Sheridan also makes interesting points about Howard’s role in the debate over the need for the Bush administration to have a ‘second resolution’ from the United Nations. But he does not go further and raise questions about Australia’s involvement, if any, in the strategic decision to enter Iraq and remove Saddam Hussein. In the months before March 2003, was there an Australian-accented voice in Washington saying, ‘We understand your views, but this is not the time or place for a military intervention’? And was there anyone senior in Canberra saying, ‘We want to strengthen the alliance in every possible way, but intervention in Iraq might do us, and the alliance, more harm than good in the long run’?

On intelligence, Sheridan makes much of a presidential directive that upgrades Australian access to the fruits of the vast American intelligence community. He is probably right to say that access to American intelligence is a major asset for Australia and therefore a vitally important part of the alliance relationship. The trouble is that, for obvious reasons, even well-informed journalists have to take much on trust. A principal reason for the disasters in Iraq was the internecine fighting between the intelligence agencies in Washington. Upgraded access sounds wonderful, but how confident can we be that American intelligence is not framed, even unconsciously, to influence Australian policy decisions? While Sheridan adds significantly to our understanding of this part of the alliance relationship, he cannot give us all the reassurances that sceptical readers might seek.

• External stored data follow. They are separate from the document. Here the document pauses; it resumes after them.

//! Registration workflow integration tests

mod helpers;

use assert_matches::assert_matches;

use helpers::test_context::{base_instant, TestContext, ADMIN_EMAIL, VOLUNTEER_EMAIL};
use helpers::test_data::{
    individual_event, on_spot_event, registration_request, team_event, team_request,
};
use Genesis::models::participant::{PaymentStatus, RegistrationType};
use Genesis::utils::errors::GenesisError;
use Genesis::utils::Clock;

#[tokio::test]
async fn registration_creates_pending_participant_with_ticket() {
    let ctx = TestContext::new();
    let event = ctx
        .services
        .event_service
        .create_event(ADMIN_EMAIL, individual_event())
        .await
        .unwrap();

    let participant = ctx
        .services
        .registration_service
        .register_participant(None, registration_request(event.id, "asha@example.com"))
        .await
        .unwrap();

    assert_eq!(participant.payment_status, PaymentStatus::Pending);
    assert_eq!(participant.registration_type, RegistrationType::Regular);
    assert_eq!(participant.entry_fee_paid, 500);
    assert!(participant.ticket_code.as_str().starts_with("GENESIS:1.0:"));
    assert!(!participant.is_verified);

    let stored = ctx
        .services
        .event_service
        .get_event(event.id)
        .await
        .unwrap();
    assert_eq!(stored.current_participants, 1);
}

#[tokio::test]
async fn registering_for_missing_event_is_hard_error() {
    let ctx = TestContext::new();
    let result = ctx
        .services
        .registration_service
        .register_participant(
            None,
            registration_request(uuid::Uuid::new_v4(), "asha@example.com"),
        )
        .await;
    assert_matches!(result, Err(GenesisError::EventNotFound { .. }));
}

#[tokio::test]
async fn duplicate_email_rejected() {
    let ctx = TestContext::new();
    let event = ctx
        .services
        .event_service
        .create_event(ADMIN_EMAIL, individual_event())
        .await
        .unwrap();

    ctx.services
        .registration_service
        .register_participant(None, registration_request(event.id, "asha@example.com"))
        .await
        .unwrap();

    let result = ctx
        .services
        .registration_service
        .register_participant(None, registration_request(event.id, "asha@example.com"))
        .await;
    assert_matches!(result, Err(GenesisError::InvalidInput(_)));
}

#[tokio::test]
async fn closed_window_rejects_with_reason() {
    let ctx = TestContext::new();
    let event = ctx
        .services
        .event_service
        .create_event(ADMIN_EMAIL, individual_event())
        .await
        .unwrap();

    ctx.set_time(2026, 2, 14, 9, 0); // past the Feb 13 deadline
    let result = ctx
        .services
        .registration_service
        .register_participant(None, registration_request(event.id, "late@example.com"))
        .await;

    match result {
        Err(GenesisError::RegistrationClosed { reason }) => {
            assert!(reason.contains("deadline has passed"), "got: {reason}");
        }
        other => panic!("expected RegistrationClosed, got {other:?}"),
    }
}

#[tokio::test]
async fn eligibility_window_boundaries() {
    let ctx = TestContext::new();
    let event = ctx
        .services
        .event_service
        .create_event(ADMIN_EMAIL, individual_event())
        .await
        .unwrap();

    // inside: first and last instant of the window
    for (d, h, min) in [(1, 0, 0), (13, 23, 59)] {
        ctx.set_time(2026, 2, d, h, min);
        let decision = ctx
            .services
            .registration_service
            .check_eligibility(event.id, Some("user@example.com"))
            .await
            .unwrap();
        assert!(decision.allowed, "expected open at Feb {d} {h}:{min}");
    }

    // immediately outside on both sides
    ctx.set_time(2026, 1, 31, 23, 59);
    let before = ctx
        .services
        .registration_service
        .check_eligibility(event.id, Some("user@example.com"))
        .await
        .unwrap();
    assert!(!before.allowed);
    assert!(before.time_remaining.is_some());

    ctx.set_time(2026, 2, 14, 0, 0);
    let after = ctx
        .services
        .registration_service
        .check_eligibility(event.id, Some("user@example.com"))
        .await
        .unwrap();
    assert!(!after.allowed);
}

#[tokio::test]
async fn on_spot_path_selected_with_on_spot_fee() {
    let ctx = TestContext::new();
    let event = ctx
        .services
        .event_service
        .create_event(ADMIN_EMAIL, on_spot_event())
        .await
        .unwrap();

    ctx.set_time(2026, 2, 14, 10, 0);
    let decision = ctx
        .services
        .registration_service
        .check_eligibility(event.id, Some("walkin@example.com"))
        .await
        .unwrap();
    assert!(decision.allowed);
    assert_eq!(decision.registration_type, Some(RegistrationType::OnSpot));

    let participant = ctx
        .services
        .registration_service
        .register_participant(None, registration_request(event.id, "walkin@example.com"))
        .await
        .unwrap();
    assert_eq!(participant.registration_type, RegistrationType::OnSpot);
    assert_eq!(participant.entry_fee_paid, 700);
}

#[tokio::test]
async fn daily_closure_leaves_on_spot_open() {
    let ctx = TestContext::new();
    let event = ctx
        .services
        .event_service
        .create_event(ADMIN_EMAIL, on_spot_event())
        .await
        .unwrap();

    // close the regular path on the event day itself
    ctx.services
        .event_service
        .toggle_daily_closure(
            ADMIN_EMAIL,
            event.id,
            helpers::test_data::event_date(),
            true,
        )
        .await
        .unwrap();

    ctx.set_time(2026, 2, 14, 10, 0);
    let decision = ctx
        .services
        .registration_service
        .check_eligibility(event.id, Some("walkin@example.com"))
        .await
        .unwrap();
    assert!(decision.allowed);
    assert_eq!(decision.registration_type, Some(RegistrationType::OnSpot));
}

#[tokio::test]
async fn volunteer_registers_past_deadline() {
    let ctx = TestContext::new();
    let event = ctx
        .services
        .event_service
        .create_event(ADMIN_EMAIL, individual_event())
        .await
        .unwrap();

    ctx.set_time(2026, 2, 14, 9, 0);
    let participant = ctx
        .services
        .registration_service
        .register_participant(
            Some(VOLUNTEER_EMAIL),
            registration_request(event.id, "desk@example.com"),
        )
        .await
        .unwrap();
    assert_eq!(participant.registration_type, RegistrationType::Regular);
}

#[tokio::test]
async fn team_event_rejects_individual_path() {
    let ctx = TestContext::new();
    let event = ctx
        .services
        .event_service
        .create_event(ADMIN_EMAIL, team_event(4))
        .await
        .unwrap();

    let result = ctx
        .services
        .registration_service
        .register_participant(None, registration_request(event.id, "solo@example.com"))
        .await;
    assert_matches!(result, Err(GenesisError::TeamEventRequiresTeam { .. }));
}

#[tokio::test]
async fn team_registration_shares_team_id_and_marks_lead() {
    let ctx = TestContext::new();
    let event = ctx
        .services
        .event_service
        .create_event(ADMIN_EMAIL, team_event(4))
        .await
        .unwrap();

    let members = ctx
        .services
        .registration_service
        .register_team(
            None,
            team_request(
                event.id,
                "Null Pointers",
                &["lead@example.com", "two@example.com", "three@example.com"],
            ),
        )
        .await
        .unwrap();

    assert_eq!(members.len(), 3);
    let team_id = members[0].team_id.unwrap();
    assert!(members.iter().all(|m| m.team_id == Some(team_id)));
    assert_eq!(members.iter().filter(|m| m.is_team_lead).count(), 1);
    assert!(members[0].is_team_lead);

    // each member has an independent ticket and payment status
    let codes: std::collections::HashSet<_> =
        members.iter().map(|m| m.ticket_code.as_str()).collect();
    assert_eq!(codes.len(), 3);
    assert!(members
        .iter()
        .all(|m| m.payment_status == PaymentStatus::Pending));

    let stored = ctx
        .services
        .event_service
        .get_event(event.id)
        .await
        .unwrap();
    assert_eq!(stored.current_participants, 3);
}

#[tokio::test]
async fn oversized_team_rejected() {
    let ctx = TestContext::new();
    let event = ctx
        .services
        .event_service
        .create_event(ADMIN_EMAIL, team_event(2))
        .await
        .unwrap();

    let result = ctx
        .services
        .registration_service
        .register_team(
            None,
            team_request(
                event.id,
                "Crowd",
                &["a@example.com", "b@example.com", "c@example.com"],
            ),
        )
        .await;
    assert_matches!(
        result,
        Err(GenesisError::TeamSizeViolation { got: 3, max: 2 })
    );
}

#[tokio::test]
async fn failed_team_member_rolls_back_whole_team() {
    let ctx = TestContext::new();
    let event = ctx
        .services
        .event_service
        .create_event(ADMIN_EMAIL, team_event(4))
        .await
        .unwrap();

    // occupy the third member's email with an earlier team
    ctx.services
        .registration_service
        .register_team(None, team_request(event.id, "First", &["taken@example.com"]))
        .await
        .unwrap();

    let before = ctx
        .services
        .event_service
        .get_event(event.id)
        .await
        .unwrap()
        .current_participants;

    let result = ctx
        .services
        .registration_service
        .register_team(
            None,
            team_request(
                event.id,
                "Second",
                &[
                    "one@example.com",
                    "two@example.com",
                    "taken@example.com",
                    "four@example.com",
                ],
            ),
        )
        .await;
    assert!(result.is_err());

    // zero of the four members persisted, counter untouched
    let after = ctx
        .services
        .event_service
        .get_event(event.id)
        .await
        .unwrap();
    assert_eq!(after.current_participants, before);
    let participants = ctx
        .services
        .registration_service
        .list_event_participants(event.id)
        .await
        .unwrap();
    assert_eq!(participants.len(), before as usize);
    assert!(participants.iter().all(|p| p.team_name.as_deref() != Some("Second")));
}

#[tokio::test]
async fn capacity_cap_enforced() {
    let ctx = TestContext::new();
    let mut request = individual_event();
    request.max_participants = Some(1);
    let event = ctx
        .services
        .event_service
        .create_event(ADMIN_EMAIL, request)
        .await
        .unwrap();

    ctx.services
        .registration_service
        .register_participant(None, registration_request(event.id, "first@example.com"))
        .await
        .unwrap();

    let result = ctx
        .services
        .registration_service
        .register_participant(None, registration_request(event.id, "second@example.com"))
        .await;
    assert_matches!(result, Err(GenesisError::CapacityExhausted { .. }));
}

#[tokio::test(flavor = "multi_thread", worker_threads = 4)]
async fn concurrent_registrations_keep_counter_consistent() {
    let ctx = TestContext::new();
    let event = ctx
        .services
        .event_service
        .create_event(ADMIN_EMAIL, individual_event())
        .await
        .unwrap();

    let mut handles = Vec::new();
    for i in 0..16 {
        let service = ctx.services.registration_service.clone();
        let event_id = event.id;
        handles.push(tokio::spawn(async move {
            service
                .register_participant(
                    None,
                    registration_request(event_id, &format!("user{i}@example.com")),
                )
                .await
        }));
    }

    let mut successes = 0;
    for handle in handles {
        if handle.await.unwrap().is_ok() {
            successes += 1;
        }
    }
    assert_eq!(successes, 16);

    let stored = ctx
        .services
        .event_service
        .get_event(event.id)
        .await
        .unwrap();
    let participants = ctx
        .services
        .registration_service
        .list_event_participants(event.id)
        .await
        .unwrap();
    assert_eq!(stored.current_participants as usize, participants.len());
    assert_eq!(participants.len(), 16);

    // the clock was pinned before the registrations, so the decision that
    // admitted them is reproducible
    assert_eq!(ctx.clock.now(), base_instant());
}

As Sheridan flags early in the book, even those who do not agree with his arguments will welcome the new information he brings on various neglected or underestimated aspects of the Australian–American relationship. His book underlines both the potential advantages and risks inherent in Australia’s greater integration into the American military and strategic machinery, and the extent of Australian interaction with the United States in an ever-widening range of fields. If future prime ministers are to manage the alliance in Australia’s national interests, we will all need to improve the nation’s capacity to understand the United States and its outlook on the rest of the world.